Auto-recall v1: retention / activation split + quota selection¶
Status¶
- Version: v1 draft
- State: approved direction for implementation
- Scope:
openclaw-mem-engineautoRecall selection policy + receipts - Implementation note (2026-03-07): phase-1 hotfix landed behind
autoRecall.selectionMode=tier_quota_v1; default remainstier_first_v1for rollback-first safety.
Problem¶
Today autoRecall effectively treats importance as both:
1. retention priority — what should stay in memory long-term
2. activation priority — what should be injected into the next prompt
That coupling breaks down once the must_remember pool grows.
Current behavior is effectively:
- search must_remember first
- fill recall budget from must_remember
- only consult nice_to_have if must results are insufficient
Failure mode:
- a large stable must_remember set turns auto-recall into a near-static prefix
- the same durable items win repeatedly
- conversation-relevant but lower-importance memories are suppressed
- the practical value of auto-recall collapses toward a hand-written MEMORY.md
Decision¶
1) Split retention from activation¶
importanceanswers: should we keep this memory?autoRecallanswers: should we inject this memory for this turn?
must_remember therefore means:
- harder to archive / easier to preserve
- stronger prior during selection
- not an unconditional right to occupy hot recall slots every turn
2) Two recall lanes¶
A. Backbone lane (stable, pinned)¶
Use the existing Working Set as the backbone lane.

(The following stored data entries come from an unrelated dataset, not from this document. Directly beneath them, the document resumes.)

use loam_blocks::{BlockCatalog, BlockKind};
use loam_chunk::{Chunk, Lod, Step, UNBUDGETED};
use loam_edit::EditStore;
use loam_world::{BlockPos, TerrainColumnGenerator, WorldConfig, snap_to_grid};

use crate::pool::{InstancePool, PoolStats};

/// Per-call slice sizes for cooperative stepping. The defaults keep a
/// single `step` call cheap enough to interleave with a frame; use
/// `immediate()` when latency matters more than pacing.
#[derive(Clone, Copy, Debug)]
pub struct StepBudget {
    pub columns: usize,
    pub voxels: usize,
}

impl Default for StepBudget {
    fn default() -> Self {
        Self {
            columns: 5,
            voxels: 150,
        }
    }
}

impl StepBudget {
    /// Run every task to completion within one `step` call.
    pub fn immediate() -> Self {
        Self {
            columns: UNBUDGETED,
            voxels: UNBUDGETED,
        }
    }
}

/// What a `step` call accomplished.
#[derive(Clone, Copy, Debug, PartialEq, Eq)]
pub enum Progress {
    /// No pass in flight.
    Idle,
    /// A pass is in flight and advanced.
    Working,
    /// The in-flight pass just finished; every desired chunk is ready.
    Completed,
}

/// Decides which chunks exist around the viewpoint and drives their
/// terrain and mesh tasks, near chunks first.
///
/// One streaming pass runs at a time. A new pass begins only when the
/// viewpoint's snapped grid position differs from the last completed
/// one (or on an explicit `run_pass`), so small movements inside a chunk
/// are free.
pub struct ChunkCoordinator {
    cfg: WorldConfig,
    generator: TerrainColumnGenerator,
    catalog: BlockCatalog,
    pool: InstancePool<Chunk>,
    active: Vec<Chunk>,
    last_center: Option<BlockPos>,
    pending_center: Option<BlockPos>,
}

impl ChunkCoordinator {
    pub fn new(cfg: WorldConfig, catalog: BlockCatalog) -> Self {
        let generator = TerrainColumnGenerator::new(&cfg);
        let chunk_size = cfg.chunk_size;
        Self {
            cfg,
            generator,
            catalog,
            pool: InstancePool::new(move || Chunk::new(chunk_size)),
            active: Vec::new(),
            last_center: None,
            pending_center: None,
        }
    }

    #[inline]
    pub fn config(&self) -> &WorldConfig {
        &self.cfg
    }

    /// Queues enough pooled chunks for a full streaming ring plus slack.
    pub fn warm_up(&mut self) {
        let side = (self.cfg.render_distance + 2) as usize;
        self.pool.warm_up(side * side * 2);
    }

    /// Advances pool warm-up by up to `budget` instances.
    pub fn step_warm_up(&mut self, budget: usize) -> Step {
        self.pool.step_warm_up(budget)
    }

    pub fn pool_stats(&self) -> PoolStats {
        self.pool.stats()
    }

    /// Snaps the viewpoint to the chunk grid and, if it moved to a new
    /// grid cell and no pass is in flight, begins a streaming pass.
    /// Returns whether a pass was started.
    pub fn update_center(&mut self, viewpoint: [f32; 3], store: &EditStore) -> bool {
        if self.pending_center.is_some() {
            return false;
        }
        let center = snap_to_grid(viewpoint[0], viewpoint[2], self.cfg.chunk_size);
        if self.last_center == Some(center) {
            return false;
        }
        self.begin_pass(center, store);
        true
    }

    /// Starts a pass at `center` unconditionally (used at startup, before
    /// any center has been processed).
    pub fn begin_pass(&mut self, center: BlockPos, store: &EditStore) {
        let cs = self.cfg.chunk_size;
        let rd = self.cfg.render_distance;

        // Data ring is one chunk wider than the rendered ring; the rim is
        // kept resident at Far so crossing a boundary has terrain waiting.
        let data_radius = rd + 1;
        let mut desired: Vec<BlockPos> = Vec::new();
        for dz in -data_radius..=data_radius {
            for dx in -data_radius..=data_radius {
                desired.push(BlockPos::new(center.x + dx * cs, 0, center.z + dz * cs));
            }
        }

        let lod_for = |origin: BlockPos| {
            let far = (origin.x - center.x).abs().max((origin.z - center.z).abs()) > rd * cs;
            if far { Lod::Far } else { Lod::Near }
        };

        let mut retained = 0usize;
        let mut recycled = 0usize;
        let mut kept: Vec<Chunk> = Vec::with_capacity(desired.len());
        for mut chunk in self.active.drain(..) {
            if desired.contains(&chunk.origin()) {
                chunk.set_lod(lod_for(chunk.origin()));
                kept.push(chunk);
                retained += 1;
            } else {
                chunk.unload();
                self.pool.release(chunk);
                recycled += 1;
            }
        }

        for origin in desired {
            if kept.iter().any(|c| c.origin() == origin) {
                continue;
            }
            let mut chunk = self.pool.acquire();
            chunk.reset(origin, store.edits_for(origin));
            chunk.set_lod(lod_for(origin));
            kept.push(chunk);
        }

        // Near chunks generate and mesh before Far ones.
        kept.sort_by_key(|c| (c.lod(), c.origin()));
        let spawned = kept.len() - retained;
        self.active = kept;
        self.pending_center = Some(center);
        log::info!(
            target: "runtime",
            "pass at {center}: {retained} retained, {spawned} spawned, {recycled} recycled"
        );
    }

    /// Advances the in-flight pass by one budgeted slice: the first chunk
    /// that is not fully meshed gets either a terrain slice or a mesh
    /// slice, in the pass ordering.
    pub fn step(&mut self, budget: StepBudget) -> Progress {
        let Some(center) = self.pending_center else {
            return Progress::Idle;
        };

        for chunk in &mut self.active {
            if chunk.mesh_ready() {
                continue;
            }
            if !chunk.terrain_ready() {
                chunk.step_terrain(&self.generator, budget.columns);
            } else {
                chunk.step_mesh(budget.voxels);
            }
            return Progress::Working;
        }

        self.pending_center = None;
        self.last_center = Some(center);
        log::debug!(target: "runtime", "pass at {center} complete");
        Progress::Completed
    }

    /// Runs the in-flight pass (if any) to completion without yielding.
    pub fn run_pass(&mut self) {
        while self.step(StepBudget::immediate()) == Progress::Working {}
    }

    /// Routes a single-block edit to the chunk owning `pos`. The edit is
    /// applied and remeshed immediately, and recorded in `store` for
    /// persistence. Returns false (and records nothing) when no active
    /// chunk owns the position.
    pub fn place_block(&mut self, pos: BlockPos, kind: BlockKind, store: &mut EditStore) -> bool {
        let origin = pos.owning_origin(self.cfg.chunk_size);
        let Some(chunk) = self.active.iter_mut().find(|c| c.origin() == origin) else {
            log::warn!(target: "runtime", "edit at {pos} outside the active ring; dropped");
            return false;
        };
        chunk.apply_edit(pos, kind);
        store.record_edit(origin, pos, kind);
        true
    }

    /// Destruction time for the voxel at `pos`; 0.0 when nothing is there
    /// or no active chunk owns the position.
    pub fn hardness_at(&self, pos: BlockPos) -> f32 {
        let origin = pos.owning_origin(self.cfg.chunk_size);
        self.active
            .iter()
            .find(|c| c.origin() == origin)
            .map(|c| c.hardness_at(pos, &self.catalog))
            .unwrap_or(0.0)
    }

    pub fn chunks(&self) -> impl Iterator<Item = &Chunk> {
        self.active.iter()
    }

    /// Chunks whose mesh should be drawn this frame.
    pub fn renderable(&self) -> impl Iterator<Item = &Chunk> {
        self.active.iter().filter(|c| c.is_renderable())
    }

    #[inline]
    pub fn last_center(&self) -> Option<BlockPos> {
        self.last_center
    }

    #[inline]
    pub fn pass_in_flight(&self) -> bool {
        self.pending_center.is_some()
    }
}
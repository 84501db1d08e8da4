use std::cmp::Ordering;
use std::fmt;

use serde::{Deserialize, Serialize};

/// Integer lattice position of one voxel (or of a chunk origin, y = 0).
///
/// Ordering compares (x, z, y) ascending. That is not a spatial index, only
/// the deterministic enumeration order used when sorting voxels for meshing
/// and edits for serialization.
#[derive(Clone, Copy, Debug, Default, PartialEq, Eq, Hash, Serialize, Deserialize)]
pub struct BlockPos {
    pub x: i32,
    pub y: i32,
    pub z: i32,
}

impl BlockPos {
    #[inline]
    pub const fn new(x: i32, y: i32, z: i32) -> Self {
        Self { x, y, z }
    }

    #[inline]
    pub fn offset(self, dx: i32, dy: i32, dz: i32) -> Self {
        Self {
            x: self.x + dx,
            y: self.y + dy,
            z: self.z + dz,
        }
    }

    #[inline]
    pub fn with_y(self, y: i32) -> Self {
        Self { y, ..self }
    }

    /// Origin of the chunk that owns this position.
    ///
    /// Chunks are center-anchored (their footprint spans `origin ± radius`),
    /// so the owner is the *nearest* multiple of `chunk_size` on x and z,
    /// not the floor.
    #[inline]
    pub fn owning_origin(self, chunk_size: i32) -> BlockPos {
        BlockPos {
            x: snap_axis(self.x as f32, chunk_size),
            y: 0,
            z: snap_axis(self.z as f32, chunk_size),
        }
    }
}

/// Snaps a world-space point to the chunk grid (nearest origin, y = 0).
#[inline]
pub fn snap_to_grid(x: f32, z: f32, chunk_size: i32) -> BlockPos {
    BlockPos {
        x: snap_axis(x, chunk_size),
        y: 0,
        z: snap_axis(z, chunk_size),
    }
}

#[inline]
fn snap_axis(v: f32, chunk_size: i32) -> i32 {
    (v / chunk_size as f32).round() as i32 * chunk_size
}

impl Ord for BlockPos {
    fn cmp(&self, other: &Self) -> Ordering {
        (self.x, self.z, self.y).cmp(&(other.x, other.z, other.y))
    }
}

impl PartialOrd for BlockPos {
    fn partial_cmp(&self, other: &Self) -> Option<Ordering> {
        Some(self.cmp(other))
    }
}

impl fmt::Display for BlockPos {
    fn fmt(&self, f: &mut fmt::Formatter<'_>) -> fmt::Result {
        write!(f, "({}, {}, {})", self.x, self.y, self.z)
    }
}

impl From<(i32, i32, i32)> for BlockPos {
    fn from(value: (i32, i32, i32)) -> Self {
        Self::new(value.0, value.1, value.2)
    }
}

#[cfg(test)]
mod tests {
    use super::*;

    #[test]
    fn orders_by_x_then_z_then_y() {
        let mut v = vec![
            BlockPos::new(1, 0, 0),
            BlockPos::new(0, 5, 2),
            BlockPos::new(0, 1, 2),
            BlockPos::new(0, 9, 1),
        ];
        v.sort();
        assert_eq!(
            v,
            vec![
                BlockPos::new(0, 9, 1),
                BlockPos::new(0, 1, 2),
                BlockPos::new(0, 5, 2),
                BlockPos::new(1, 0, 0),
            ]
        );
    }

    #[test]
    fn owner_is_nearest_multiple() {
        // chunk at origin 0 spans -7..=7 for size 15
        assert_eq!(
            BlockPos::new(7, 3, -7).owning_origin(15),
            BlockPos::new(0, 0, 0)
        );
        assert_eq!(
            BlockPos::new(8, 3, 0).owning_origin(15),
            BlockPos::new(15, 0, 0)
        );
        assert_eq!(
            BlockPos::new(-8, 0, 22).owning_origin(15),
            BlockPos::new(-15, 0, 15)
        );
    }

    #[test]
    fn snap_drops_height() {
        assert_eq!(snap_to_grid(1.0, 44.9, 15), BlockPos::new(0, 0, 45));
        assert_eq!(snap_to_grid(-7.4, 0.0, 15), BlockPos::new(0, 0, 0));
    }
}
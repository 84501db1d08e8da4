//! Streaming coordinator and chunk instance pool.
#![forbid(unsafe_code)]

mod coordinator;
mod pool;

pub use coordinator::{ChunkCoordinator, Progress, StepBudget};
pub use pool::{InstancePool, PoolStats};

Purpose: - carry long-lived constraints, preferences, recent durable decisions, and current goal state - avoid forcing these items to re-win normal recall on every turn
Rules:
- injected first as a pinned slot when workingSet.enabled=true
- synthesized deterministically from existing captured signal
- may persist as working_set:<scope>
- normal hot recall should avoid duplicating backbone content when possible
B. Hot recall lane (dynamic, turn-specific)¶
This lane answers the per-turn relevance question.
Purpose:
- surface memories that are useful now
- ensure nice_to_have / recent / exact-match memories still have room
- prevent durable must-items from monopolizing injection budget
Selection policy: tier_quota_v1¶
Replace "must fills first" with quota-based mixing.
Default shape¶
For a typical maxItems=6 auto-recall budget:
- 1 pinned slot: Working Set / backbone lane
- must: up to 2
- nice: at least 2 when available
- unknown/recent wildcard: up to 1
- remaining slot(s): best available across tiers after quota satisfaction
Semantics¶
mustMaxis a cap, not a targetniceMinis a floor when relevant candidates exist- wildcard slots preserve room for recent / uncategorized / edge-case but useful memories
- if a tier has insufficient candidates, unused budget spills to the next best candidates
In-tier ranking¶
Each tier still uses deterministic hybrid ranking, e.g.: - scope match - fused lexical + vector relevance - recency boost - optional exact-match boost
Repeat suppression¶
To avoid the same durable memories appearing every turn, add a repeat penalty.
Rule¶
If a memory was injected recently, lower its hot-lane selection score unless one of these holds: - it is an exact / very strong lexical hit for the current turn - it is already intentionally pinned by Working Set - it is tagged as a hard rule / always-pin item
Suggested knobs¶
autoRecall:
repeatWindowTurns: 6
repeatPenalty: 0.35
This is a ranking penalty, not a deletion rule.
Scoring model (conceptual)¶
The exact formula can remain deterministic, but the model should be:
final_score = relevance × scope_match × recency × importance_prior × novelty × repeat_penalty
Where:
- importance_prior is a prior, not an absolute gate
- novelty favors items that have not been injected repeatedly
- repeat_penalty suppresses stale winners
Receipt / explainability changes¶
Extend recall receipts so operators can see why fixed must-items were or were not injected.
Additions:
- selectionMode
- quota summary (mustMax, niceMin, unknownMax, wildcardUsed)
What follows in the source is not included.